New technologies have led to quantum leaps in regenerative medicine, including the ability to engineer human tissue. Next, researchers hope to grow new organs in the lab.
Many doctors have specialties, but Dr. Francois Auger has an unconventional one: growing human skin.
Dr. Auger leads a team of researchers at one of Canada’s top tissue engineering laboratories, the Laboratoire d’Organogénèse Expérimentale (LOEX). Together, they are using cutting edge stem cell technologies to take regenerative medicine to a new level. Their goal? To one day replace worn-out body parts with organs grown in a lab.
Dr. Auger and his colleagues’ area of expertise is human skin, but they are also developing techniques to create other body parts, including blood vessels, lungs and bladders, corneas, and ligaments. Dr. Auger believes that this is the medicine of the 21st century, and his ambitions include eventually regrowing parts of a human brain.

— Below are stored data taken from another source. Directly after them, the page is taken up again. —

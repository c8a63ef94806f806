use anyhow::{Context, Result};
use chrono::{DateTime, Utc};
use rusqlite::{params, Connection};
use serde::{Deserialize, Serialize};
use std::collections::BTreeMap;
use std::path::Path;

use crate::business::BusinessRecord;
use crate::category::Category;

/// Event for the audit trail. Every stored listing leaves one behind.
#[derive(Debug, Serialize, Deserialize, Clone)]
pub struct Event {
    pub event_id: String,
    pub timestamp: DateTime<Utc>,
    pub event_type: String,
    pub entity_type: String,
    pub entity_id: String,
    pub data: serde_json::Value,
    pub actor: String,
}

impl Event {
    pub fn new(
        event_type: &str,
        entity_type: &str,
        entity_id: &str,
        data: serde_json::Value,
        actor: &str,
    ) -> Self {
        Self {
            event_id: uuid::Uuid::new_v4().to_string(),
            timestamp: Utc::now(),
            event_type: event_type.to_string(),
            entity_type: entity_type.to_string(),
            entity_id: entity_id.to_string(),
            data,
            actor: actor.to_string(),
        }
    }
}

/// Persistent collection of canonical listings (SQLite)
pub struct BusinessStore {
    conn: Connection,
}

impl BusinessStore {
    pub fn open(path: impl AsRef<Path>) -> Result<Self> {
        let path = path.as_ref();
        let conn = Connection::open(path)
            .with_context(|| format!("Failed to open database at {}", path.display()))?;
        setup_database(&conn)?;
        Ok(BusinessStore { conn })
    }

    pub fn open_in_memory() -> Result<Self> {
        let conn = Connection::open_in_memory().context("Failed to open in-memory database")?;
        setup_database(&conn)?;
        Ok(BusinessStore { conn })
    }

    /// Point lookup on the exact `(name, city)` pair
    pub fn exists(&self, name: &str, city: &str) -> Result<bool> {
        let hash = crate::business::identity_hash(name, city);
        let found: i64 = self
            .conn
            .query_row(
                "SELECT EXISTS(
                    SELECT 1 FROM businesses
                    WHERE identity_hash = ?1 AND name = ?2 AND city = ?3
                 )",
                params![hash, name, city],
                |row| row.get(0),
            )
            .context("Failed to look up business")?;

        Ok(found != 0)
    }

    /// Insert one record. Returns false when the `(name, city)` pair is
    /// already present (the unique index catches a racing writer).
    pub fn insert(&self, record: &BusinessRecord) -> Result<bool> {
        let document = serde_json::to_string(record)?;

        let result = self.conn.execute(
            "INSERT INTO businesses (
                record_id, identity_hash, name, city, slug, category, province,
                status, last_scraped, document
            ) VALUES (?1, ?2, ?3, ?4, ?5, ?6, ?7, ?8, ?9, ?10)",
            params![
                record.id,
                record.identity_hash(),
                record.name,
                record.city(),
                record.slug,
                record.category.as_str(),
                record.location.address.province,
                record.status.as_str(),
                record.last_scraped.to_rfc3339(),
                document,
            ],
        );

        match result {
            Ok(_) => {
                let event = Event::new(
                    "business_added",
                    "business",
                    &record.id,
                    serde_json::json!({
                        "name": record.name,
                        "city": record.city(),
                        "category": record.category.as_str(),
                        "external_ids": record.external_ids,
                    }),
                    "scraper",
                );
                if let Err(e) = self.insert_event(&event) {
                    tracing::warn!(record_id = %record.id, error = %e, "Failed to append audit event");
                }
                Ok(true)
            }
            Err(rusqlite::Error::SqliteFailure(err, _))
                if err.code == rusqlite::ErrorCode::ConstraintViolation =>
            {
                Ok(false)
            }
            Err(e) => Err(e).context("Failed to insert business"),
        }
    }

    pub fn count(&self) -> Result<i64> {
        let count: i64 = self
            .conn
            .query_row("SELECT COUNT(*) FROM businesses", [], |row| row.get(0))?;

        Ok(count)
    }

    /// All stored records, oldest first
    pub fn get_all(&self) -> Result<Vec<BusinessRecord>> {
        let mut stmt = self
            .conn
            .prepare("SELECT document FROM businesses ORDER BY id ASC")?;

        let documents = stmt
            .query_map([], |row| row.get::<_, String>(0))?
            .collect::<Result<Vec<_>, _>>()?;

        documents
            .iter()
            .map(|doc| serde_json::from_str(doc).context("Corrupt business document"))
            .collect()
    }

    /// Stored-record counts per category. Unknown category strings are skipped.
    pub fn count_by_category(&self) -> Result<BTreeMap<Category, i64>> {
        let mut stmt = self.conn.prepare(
            "SELECT category, COUNT(*) FROM businesses
             GROUP BY category
             ORDER BY category",
        )?;

        let rows = stmt
            .query_map([], |row| Ok((row.get::<_, String>(0)?, row.get::<_, i64>(1)?)))?
            .collect::<Result<Vec<_>, _>>()?;

        let mut counts = BTreeMap::new();
        for (category, count) in rows {
            match category.parse::<Category>() {
                Ok(category) => {
                    counts.insert(category, count);
                }
                Err(_) => tracing::warn!(%category, "Skipping unknown category in store"),
            }
        }

        Ok(counts)
    }

    /// Insert event into audit trail
    pub fn insert_event(&self, event: &Event) -> Result<()> {
        let data_json = serde_json::to_string(&event.data)?;

        self.conn.execute(
            "INSERT INTO events (
                event_id, timestamp, event_type, entity_type, entity_id, data, actor
            ) VALUES (?1, ?2, ?3, ?4, ?5, ?6, ?7)",
            params![
                event.event_id,
                event.timestamp.to_rfc3339(),
                event.event_type,
                event.entity_type,
                event.entity_id,
                data_json,
                event.actor,
            ],
        )?;

        Ok(())
    }

    /// Events for one entity, newest first
    pub fn events_for_entity(&self, entity_type: &str, entity_id: &str) -> Result<Vec<Event>> {
        let mut stmt = self.conn.prepare(
            "SELECT event_id, timestamp, event_type, entity_type, entity_id, data, actor
             FROM events
             WHERE entity_type = ?1 AND entity_id = ?2
             ORDER BY timestamp DESC",
        )?;

        let events = stmt
            .query_map(params![entity_type, entity_id], |row| {
                let timestamp_str: String = row.get(1)?;
                let data_json: String = row.get(5)?;

                Ok(Event {
                    event_id: row.get(0)?,
                    timestamp: DateTime::parse_from_rfc3339(&timestamp_str)
                        .map_err(|_| rusqlite::Error::InvalidQuery)?
                        .with_timezone(&Utc),
                    event_type: row.get(2)?,
                    entity_type: row.get(3)?,
                    entity_id: row.get(4)?,
                    data: serde_json::from_str(&data_json)
                        .map_err(|_| rusqlite::Error::InvalidQuery)?,
                    actor: row.get(6)?,
                })
            })?
            .collect::<Result<Vec<_>, _>>()?;

        Ok(events)
    }

    /// Flush and release the connection
    pub fn close(self) -> Result<()> {
        self.conn
            .close()
            .map_err(|(_, e)| e)
            .context("Failed to close database")
    }
}

pub fn setup_database(conn: &Connection) -> Result<()> {
    // WAL for crash recovery; in-memory databases answer "memory"
    let _mode: String =
        conn.pragma_update_and_check(None, "journal_mode", "WAL", |row| row.get(0))?;

    // ==========================================================================
    // Businesses Table (full record kept as a JSON document)
    // ==========================================================================
    conn.execute(
        "CREATE TABLE IF NOT EXISTS businesses (
            id INTEGER PRIMARY KEY AUTOINCREMENT,
            record_id TEXT UNIQUE NOT NULL,
            identity_hash TEXT UNIQUE NOT NULL,
            name TEXT NOT NULL,
            city TEXT NOT NULL,
            slug TEXT NOT NULL,
            category TEXT NOT NULL,
            province TEXT,
            status TEXT NOT NULL,
            last_scraped TEXT NOT NULL,
            document TEXT NOT NULL,
            created_at DATETIME DEFAULT CURRENT_TIMESTAMP
        )",
        [],
    )?;

    // ==========================================================================
    // Events Table (audit trail)
    // ==========================================================================
    conn.execute(
        "CREATE TABLE IF NOT EXISTS events (
            id INTEGER PRIMARY KEY AUTOINCREMENT,
            event_id TEXT UNIQUE NOT NULL,
            timestamp TEXT NOT NULL,
            event_type TEXT NOT NULL,
            entity_type TEXT NOT NULL,
            entity_id TEXT NOT NULL,
            data TEXT NOT NULL,
            actor TEXT NOT NULL,
            created_at DATETIME DEFAULT CURRENT_TIMESTAMP
        )",
        [],
    )?;

    // ==========================================================================
    // Indexes
    // ==========================================================================
    conn.execute(
        "CREATE INDEX IF NOT EXISTS idx_name_city ON businesses(name, city)",
        [],
    )?;

    conn.execute(
        "CREATE INDEX IF NOT EXISTS idx_category ON businesses(category)",
        [],
    )?;

    conn.execute(
        "CREATE INDEX IF NOT EXISTS idx_events_entity ON events(entity_type, entity_id)",
        [],
    )?;

    Ok(())
}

“For instance, we could do something for Parkinson’s disease because it’s located in one part of the brain,” he told reporters during an interview at his new laboratory in Quebec City.
To many, the idea of creating tissues in the lab to repair organs or to recreate new ones seems like something out of a science fiction movie. But, thanks to continued developments in tissue engineering, such fantastical ideas will someday will be a reality, Dr. Auger says.
“In 50 to 100 years from now, it won’t be science fiction. We’ll be able to regrow a hand. It’s going to be very demanding, very expensive and maybe take a few weeks. But wow, think about it,” he said.
Auger stressed that even if only a few organs can be created from scratch, it would transform medicine. “It would be fantastic to offer patients the possibility to regenerate an organ in a few weeks,” he said. “That’s what keeps me going every day. It’s a dream, yes, but a lofty one.”